Line tally for the word "Result": count the lines below that contain it and reply with the number alone.
Segment Open
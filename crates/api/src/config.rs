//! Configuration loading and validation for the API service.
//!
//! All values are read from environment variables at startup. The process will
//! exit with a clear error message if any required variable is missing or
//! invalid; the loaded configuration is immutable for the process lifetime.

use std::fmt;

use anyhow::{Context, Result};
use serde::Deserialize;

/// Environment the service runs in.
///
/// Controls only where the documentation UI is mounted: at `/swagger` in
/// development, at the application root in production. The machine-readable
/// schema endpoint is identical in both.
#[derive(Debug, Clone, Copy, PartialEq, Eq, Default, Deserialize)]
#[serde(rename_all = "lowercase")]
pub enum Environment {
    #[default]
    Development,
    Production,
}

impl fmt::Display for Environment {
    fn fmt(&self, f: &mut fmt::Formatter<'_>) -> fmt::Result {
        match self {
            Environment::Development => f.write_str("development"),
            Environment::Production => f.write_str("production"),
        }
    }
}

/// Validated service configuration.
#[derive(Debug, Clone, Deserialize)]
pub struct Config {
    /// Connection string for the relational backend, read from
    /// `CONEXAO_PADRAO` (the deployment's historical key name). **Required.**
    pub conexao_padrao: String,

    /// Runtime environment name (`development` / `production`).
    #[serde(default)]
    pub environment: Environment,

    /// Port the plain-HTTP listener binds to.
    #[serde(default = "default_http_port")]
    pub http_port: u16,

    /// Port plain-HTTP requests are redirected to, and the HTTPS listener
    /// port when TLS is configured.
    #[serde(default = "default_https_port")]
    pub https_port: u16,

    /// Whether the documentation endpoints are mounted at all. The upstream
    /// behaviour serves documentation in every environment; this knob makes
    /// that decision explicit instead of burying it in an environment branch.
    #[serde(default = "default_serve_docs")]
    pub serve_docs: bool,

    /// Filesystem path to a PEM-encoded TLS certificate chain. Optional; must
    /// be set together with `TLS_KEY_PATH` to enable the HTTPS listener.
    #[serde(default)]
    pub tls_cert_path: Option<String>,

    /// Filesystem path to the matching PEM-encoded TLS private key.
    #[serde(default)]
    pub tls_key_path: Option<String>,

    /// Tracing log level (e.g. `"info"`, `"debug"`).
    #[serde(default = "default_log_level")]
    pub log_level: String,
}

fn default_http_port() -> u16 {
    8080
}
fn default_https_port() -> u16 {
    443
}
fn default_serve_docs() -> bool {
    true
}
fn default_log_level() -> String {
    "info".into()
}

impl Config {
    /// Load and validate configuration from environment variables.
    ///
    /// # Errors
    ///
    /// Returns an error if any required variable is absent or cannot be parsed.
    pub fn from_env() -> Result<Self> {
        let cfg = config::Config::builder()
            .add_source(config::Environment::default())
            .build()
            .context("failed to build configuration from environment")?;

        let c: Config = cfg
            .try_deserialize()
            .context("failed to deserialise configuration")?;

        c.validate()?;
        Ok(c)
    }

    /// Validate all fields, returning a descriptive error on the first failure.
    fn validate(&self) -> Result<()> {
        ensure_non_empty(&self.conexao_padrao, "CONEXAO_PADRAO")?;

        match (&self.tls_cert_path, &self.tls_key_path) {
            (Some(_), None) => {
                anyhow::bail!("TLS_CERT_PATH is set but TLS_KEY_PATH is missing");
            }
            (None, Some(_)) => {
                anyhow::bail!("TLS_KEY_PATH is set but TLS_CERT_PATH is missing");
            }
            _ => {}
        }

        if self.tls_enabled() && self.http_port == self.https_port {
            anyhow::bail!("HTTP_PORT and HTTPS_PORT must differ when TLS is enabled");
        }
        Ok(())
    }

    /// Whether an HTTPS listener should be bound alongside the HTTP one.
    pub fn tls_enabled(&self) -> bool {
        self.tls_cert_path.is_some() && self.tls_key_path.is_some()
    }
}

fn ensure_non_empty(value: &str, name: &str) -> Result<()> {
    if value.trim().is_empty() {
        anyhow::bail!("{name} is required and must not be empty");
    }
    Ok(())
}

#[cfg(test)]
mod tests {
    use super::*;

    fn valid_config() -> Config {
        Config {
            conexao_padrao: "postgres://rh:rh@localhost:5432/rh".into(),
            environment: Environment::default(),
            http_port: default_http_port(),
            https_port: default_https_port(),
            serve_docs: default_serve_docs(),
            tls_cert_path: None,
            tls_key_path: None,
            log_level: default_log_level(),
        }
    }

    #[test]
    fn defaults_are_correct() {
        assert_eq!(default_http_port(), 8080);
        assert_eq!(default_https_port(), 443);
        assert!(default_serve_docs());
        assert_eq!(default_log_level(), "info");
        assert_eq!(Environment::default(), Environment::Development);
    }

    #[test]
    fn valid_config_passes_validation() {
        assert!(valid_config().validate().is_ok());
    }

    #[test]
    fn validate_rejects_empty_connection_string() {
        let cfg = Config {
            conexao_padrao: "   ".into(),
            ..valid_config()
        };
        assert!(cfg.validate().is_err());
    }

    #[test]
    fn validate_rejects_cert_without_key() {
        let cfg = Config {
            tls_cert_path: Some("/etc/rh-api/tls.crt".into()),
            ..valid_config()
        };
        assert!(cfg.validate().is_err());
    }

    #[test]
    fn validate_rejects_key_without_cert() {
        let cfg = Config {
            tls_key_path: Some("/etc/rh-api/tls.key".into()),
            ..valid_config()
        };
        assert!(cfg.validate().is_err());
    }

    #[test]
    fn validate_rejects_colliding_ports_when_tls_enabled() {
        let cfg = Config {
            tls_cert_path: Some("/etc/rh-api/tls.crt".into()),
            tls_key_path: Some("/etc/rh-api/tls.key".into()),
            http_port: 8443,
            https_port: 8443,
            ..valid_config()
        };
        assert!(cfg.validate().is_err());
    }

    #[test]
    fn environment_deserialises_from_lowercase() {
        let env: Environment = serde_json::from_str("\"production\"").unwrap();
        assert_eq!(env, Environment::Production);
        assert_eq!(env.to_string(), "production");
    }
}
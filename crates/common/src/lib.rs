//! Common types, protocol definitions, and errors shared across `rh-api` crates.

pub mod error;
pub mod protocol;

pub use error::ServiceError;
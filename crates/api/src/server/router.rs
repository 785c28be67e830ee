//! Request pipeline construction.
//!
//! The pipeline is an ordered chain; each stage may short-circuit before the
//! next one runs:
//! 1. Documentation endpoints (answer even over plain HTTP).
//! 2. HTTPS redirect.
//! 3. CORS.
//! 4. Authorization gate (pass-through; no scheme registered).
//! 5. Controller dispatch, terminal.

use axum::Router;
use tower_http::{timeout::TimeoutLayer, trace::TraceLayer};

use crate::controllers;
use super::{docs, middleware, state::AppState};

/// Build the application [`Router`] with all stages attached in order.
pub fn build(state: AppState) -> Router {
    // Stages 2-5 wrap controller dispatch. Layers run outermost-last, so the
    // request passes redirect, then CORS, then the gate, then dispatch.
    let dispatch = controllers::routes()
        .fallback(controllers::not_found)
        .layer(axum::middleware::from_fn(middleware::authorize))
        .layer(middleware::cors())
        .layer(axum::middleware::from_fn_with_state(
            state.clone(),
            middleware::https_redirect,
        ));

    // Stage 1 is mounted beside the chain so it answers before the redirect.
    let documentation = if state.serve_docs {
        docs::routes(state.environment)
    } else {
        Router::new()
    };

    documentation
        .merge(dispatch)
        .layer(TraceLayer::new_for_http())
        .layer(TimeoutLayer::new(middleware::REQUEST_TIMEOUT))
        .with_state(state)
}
Segment Closed
- [EXPECTED ANSWER]:
5